RECORDS PROVIDED —
>>>>
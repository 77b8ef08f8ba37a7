use std::path::{Path, PathBuf};

/// Resolve the project root directory.
///
/// Priority:
/// 1. `--root` flag / `PRSM_ROOT` env var (passed in as `explicit`)
/// 2. Walk upward from `cwd` looking for `.prsm/`
/// 3. Fall back to `cwd`
pub fn resolve_root(explicit: Option<&Path>) -> PathBuf {
    if let Some(p) = explicit {
        return p.to_path_buf();
    }
    let cwd = std::env::current_dir().unwrap_or_else(|_| PathBuf::from("."));
    find_upward(&cwd).unwrap_or(cwd)
}

fn find_upward(start: &Path) -> Option<PathBuf> {
    start
        .ancestors()
        .find(|dir| dir.join(prism_core::paths::PRSM_DIR).is_dir())
        .map(Path::to_path_buf)
}

#[cfg(test)]
mod tests {
    use super::*;
    use tempfile::TempDir;

    #[test]
    fn explicit_root_wins() {
        let dir = TempDir::new().unwrap();
        let result = resolve_root(Some(dir.path()));
        assert_eq!(result, dir.path());
    }

    #[test]
    fn finds_prsm_dir_from_subdirectory() {
        let dir = TempDir::new().unwrap();
        std::fs::create_dir_all(dir.path().join(".prsm")).unwrap();
        let subdir = dir.path().join("src/deep");
        std::fs::create_dir_all(&subdir).unwrap();
        assert_eq!(find_upward(&subdir).as_deref(), Some(dir.path()));
    }

    #[test]
    fn no_prsm_dir_found() {
        let dir = TempDir::new().unwrap();
        assert!(find_upward(dir.path()).is_none());
    }
}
<<<<
DIRECTIONS FOR THIS TASK —
Each line of the material should be echoed exactly.

TASK ANSWER —
repository 77b8ef08f8ba37a7
use std::path::{Path, PathBuf};

/// Resolve the project root directory.
///
/// Priority:
/// 1. `--root` flag / `PRSM_ROOT` env var (passed in as `explicit`)
/// 2. Walk upward from `cwd` looking for `.prsm/`
/// 3. Fall back to `cwd`
pub fn resolve_root(explicit: Option<&Path>) -> PathBuf {
    if let Some(p) = explicit {
        return p.to_path_buf();
    }
    let cwd = std::env::current_dir().unwrap_or_else(|_| PathBuf::from("."));
    find_upward(&cwd).unwrap_or(cwd)
}

fn find_upward(start: &Path) -> Option<PathBuf> {
    start
        .ancestors()
        .find(|dir| dir.join(prism_core::paths::PRSM_DIR).is_dir())
        .map(Path::to_path_buf)
}

#[cfg(test)]
mod tests {
    use super::*;
    use tempfile::TempDir;

    #[test]
    fn explicit_root_wins() {
        let dir = TempDir::new().unwrap();
        let result = resolve_root(Some(dir.path()));
        assert_eq!(result, dir.path());
    }

    #[test]
    fn finds_prsm_dir_from_subdirectory() {
        let dir = TempDir::new().unwrap();
        std::fs::create_dir_all(dir.path().join(".prsm")).unwrap();
        let subdir = dir.path().join("src/deep");
        std::fs::create_dir_all(&subdir).unwrap();
        assert_eq!(find_upward(&subdir).as_deref(), Some(dir.path()));
    }

    #[test]
    fn no_prsm_dir_found() {
        let dir = TempDir::new().unwrap();
        assert!(find_upward(dir.path()).is_none());
    }
}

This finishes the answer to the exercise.